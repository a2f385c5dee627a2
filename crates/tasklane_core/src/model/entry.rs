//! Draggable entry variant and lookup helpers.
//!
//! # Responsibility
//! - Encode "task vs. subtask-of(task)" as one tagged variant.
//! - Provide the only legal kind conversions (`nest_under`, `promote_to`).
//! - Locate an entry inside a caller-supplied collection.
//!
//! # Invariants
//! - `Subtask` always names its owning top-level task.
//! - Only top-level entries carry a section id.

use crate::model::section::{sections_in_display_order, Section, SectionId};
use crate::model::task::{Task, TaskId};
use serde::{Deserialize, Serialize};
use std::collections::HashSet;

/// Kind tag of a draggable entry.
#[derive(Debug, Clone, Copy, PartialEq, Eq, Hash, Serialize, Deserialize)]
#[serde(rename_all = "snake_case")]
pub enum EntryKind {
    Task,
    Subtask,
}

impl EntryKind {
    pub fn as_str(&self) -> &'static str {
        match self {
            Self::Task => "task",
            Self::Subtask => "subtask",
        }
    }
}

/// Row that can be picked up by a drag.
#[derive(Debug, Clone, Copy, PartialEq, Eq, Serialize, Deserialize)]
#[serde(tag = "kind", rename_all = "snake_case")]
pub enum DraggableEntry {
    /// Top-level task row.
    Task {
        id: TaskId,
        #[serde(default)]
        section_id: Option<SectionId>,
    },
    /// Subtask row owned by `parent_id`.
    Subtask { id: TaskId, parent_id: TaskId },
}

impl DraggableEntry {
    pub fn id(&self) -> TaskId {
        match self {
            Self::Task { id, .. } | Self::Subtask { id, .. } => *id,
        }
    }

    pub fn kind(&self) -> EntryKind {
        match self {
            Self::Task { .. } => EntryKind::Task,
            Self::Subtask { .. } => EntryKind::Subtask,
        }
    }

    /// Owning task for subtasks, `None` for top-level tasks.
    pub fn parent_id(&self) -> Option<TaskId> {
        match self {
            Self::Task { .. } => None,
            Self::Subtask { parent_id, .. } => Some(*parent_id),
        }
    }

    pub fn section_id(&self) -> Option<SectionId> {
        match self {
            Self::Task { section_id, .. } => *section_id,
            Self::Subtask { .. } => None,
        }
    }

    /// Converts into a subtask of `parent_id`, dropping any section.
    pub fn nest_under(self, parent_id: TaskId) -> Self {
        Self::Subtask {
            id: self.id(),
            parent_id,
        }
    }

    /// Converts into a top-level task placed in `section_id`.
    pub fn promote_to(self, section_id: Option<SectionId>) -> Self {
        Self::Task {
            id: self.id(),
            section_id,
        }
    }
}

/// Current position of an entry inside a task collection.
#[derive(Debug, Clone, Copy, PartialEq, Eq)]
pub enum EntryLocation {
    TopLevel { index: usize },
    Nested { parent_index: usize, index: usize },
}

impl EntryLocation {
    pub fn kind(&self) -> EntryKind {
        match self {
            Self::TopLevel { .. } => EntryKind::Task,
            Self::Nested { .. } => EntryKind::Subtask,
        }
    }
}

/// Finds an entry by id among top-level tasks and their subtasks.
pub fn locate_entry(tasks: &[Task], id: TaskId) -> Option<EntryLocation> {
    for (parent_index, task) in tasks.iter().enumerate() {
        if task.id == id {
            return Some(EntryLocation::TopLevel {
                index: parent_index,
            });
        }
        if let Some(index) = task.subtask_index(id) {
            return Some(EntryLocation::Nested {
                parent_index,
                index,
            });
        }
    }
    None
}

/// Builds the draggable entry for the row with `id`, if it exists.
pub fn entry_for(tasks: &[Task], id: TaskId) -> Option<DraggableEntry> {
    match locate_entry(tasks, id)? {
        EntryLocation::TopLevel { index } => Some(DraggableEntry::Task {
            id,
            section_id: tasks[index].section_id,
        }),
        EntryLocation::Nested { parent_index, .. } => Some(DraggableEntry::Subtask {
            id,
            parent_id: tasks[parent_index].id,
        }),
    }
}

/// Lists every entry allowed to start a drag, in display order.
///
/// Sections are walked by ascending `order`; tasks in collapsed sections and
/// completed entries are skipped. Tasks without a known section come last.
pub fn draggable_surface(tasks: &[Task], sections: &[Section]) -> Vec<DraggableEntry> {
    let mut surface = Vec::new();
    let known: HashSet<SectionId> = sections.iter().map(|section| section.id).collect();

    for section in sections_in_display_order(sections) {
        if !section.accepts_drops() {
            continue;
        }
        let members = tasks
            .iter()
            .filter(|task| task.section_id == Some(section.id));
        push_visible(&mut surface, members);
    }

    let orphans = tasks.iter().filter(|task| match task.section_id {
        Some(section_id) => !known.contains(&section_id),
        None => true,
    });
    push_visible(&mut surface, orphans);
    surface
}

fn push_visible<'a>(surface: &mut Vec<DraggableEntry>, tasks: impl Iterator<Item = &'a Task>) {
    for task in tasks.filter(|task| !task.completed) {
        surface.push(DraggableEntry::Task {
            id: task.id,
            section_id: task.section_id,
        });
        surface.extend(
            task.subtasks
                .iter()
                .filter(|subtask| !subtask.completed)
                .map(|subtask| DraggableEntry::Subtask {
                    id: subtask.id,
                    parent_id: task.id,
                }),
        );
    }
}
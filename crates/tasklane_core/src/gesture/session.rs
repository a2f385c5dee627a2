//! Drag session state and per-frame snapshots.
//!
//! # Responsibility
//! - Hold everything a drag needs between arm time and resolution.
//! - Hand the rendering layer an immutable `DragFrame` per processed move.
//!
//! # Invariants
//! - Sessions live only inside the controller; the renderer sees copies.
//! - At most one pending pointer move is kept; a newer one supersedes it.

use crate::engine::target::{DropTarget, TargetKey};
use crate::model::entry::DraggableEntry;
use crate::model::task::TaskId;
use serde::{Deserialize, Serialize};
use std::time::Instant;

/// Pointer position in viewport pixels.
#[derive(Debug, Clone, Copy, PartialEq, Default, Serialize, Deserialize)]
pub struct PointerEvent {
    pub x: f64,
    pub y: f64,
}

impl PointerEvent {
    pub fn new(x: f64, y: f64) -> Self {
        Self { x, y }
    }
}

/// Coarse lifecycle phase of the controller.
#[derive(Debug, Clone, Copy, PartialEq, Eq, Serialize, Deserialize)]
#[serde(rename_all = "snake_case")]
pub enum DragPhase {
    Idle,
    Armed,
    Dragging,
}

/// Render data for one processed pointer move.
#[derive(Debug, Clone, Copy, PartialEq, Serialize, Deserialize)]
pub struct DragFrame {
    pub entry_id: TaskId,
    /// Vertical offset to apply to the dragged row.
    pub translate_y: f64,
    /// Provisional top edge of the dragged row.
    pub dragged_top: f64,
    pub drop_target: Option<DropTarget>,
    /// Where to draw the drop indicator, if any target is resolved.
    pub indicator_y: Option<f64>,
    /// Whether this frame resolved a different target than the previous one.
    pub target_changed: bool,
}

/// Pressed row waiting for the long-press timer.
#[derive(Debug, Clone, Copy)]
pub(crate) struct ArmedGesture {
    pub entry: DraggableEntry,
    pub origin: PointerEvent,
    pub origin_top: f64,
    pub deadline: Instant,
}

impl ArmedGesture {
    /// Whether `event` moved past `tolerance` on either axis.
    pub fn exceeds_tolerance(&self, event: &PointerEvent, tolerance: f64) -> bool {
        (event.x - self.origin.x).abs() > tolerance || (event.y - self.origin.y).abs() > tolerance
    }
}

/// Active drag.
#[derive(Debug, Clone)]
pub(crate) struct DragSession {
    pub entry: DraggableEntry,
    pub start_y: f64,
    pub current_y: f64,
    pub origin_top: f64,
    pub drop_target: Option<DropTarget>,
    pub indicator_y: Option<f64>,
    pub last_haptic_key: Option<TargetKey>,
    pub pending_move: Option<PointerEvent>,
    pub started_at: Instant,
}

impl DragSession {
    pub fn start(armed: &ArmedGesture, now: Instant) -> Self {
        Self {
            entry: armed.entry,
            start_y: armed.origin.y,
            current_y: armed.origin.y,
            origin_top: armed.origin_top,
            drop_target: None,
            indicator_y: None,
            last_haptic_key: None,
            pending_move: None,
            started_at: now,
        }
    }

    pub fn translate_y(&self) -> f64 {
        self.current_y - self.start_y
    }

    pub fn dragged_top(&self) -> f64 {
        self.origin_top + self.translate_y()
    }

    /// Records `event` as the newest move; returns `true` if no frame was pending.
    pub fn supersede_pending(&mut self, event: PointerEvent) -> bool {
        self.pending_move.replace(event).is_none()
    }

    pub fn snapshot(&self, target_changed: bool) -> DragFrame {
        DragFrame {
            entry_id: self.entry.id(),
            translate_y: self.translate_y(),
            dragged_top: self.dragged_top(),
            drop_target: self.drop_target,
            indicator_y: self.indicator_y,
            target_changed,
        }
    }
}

▬▬▬▬▬▬

_PROBLEM DETAILS_
The number alone is the answer: work out how many lines in the data contain "Whether".

_TASK OUTPUT_
2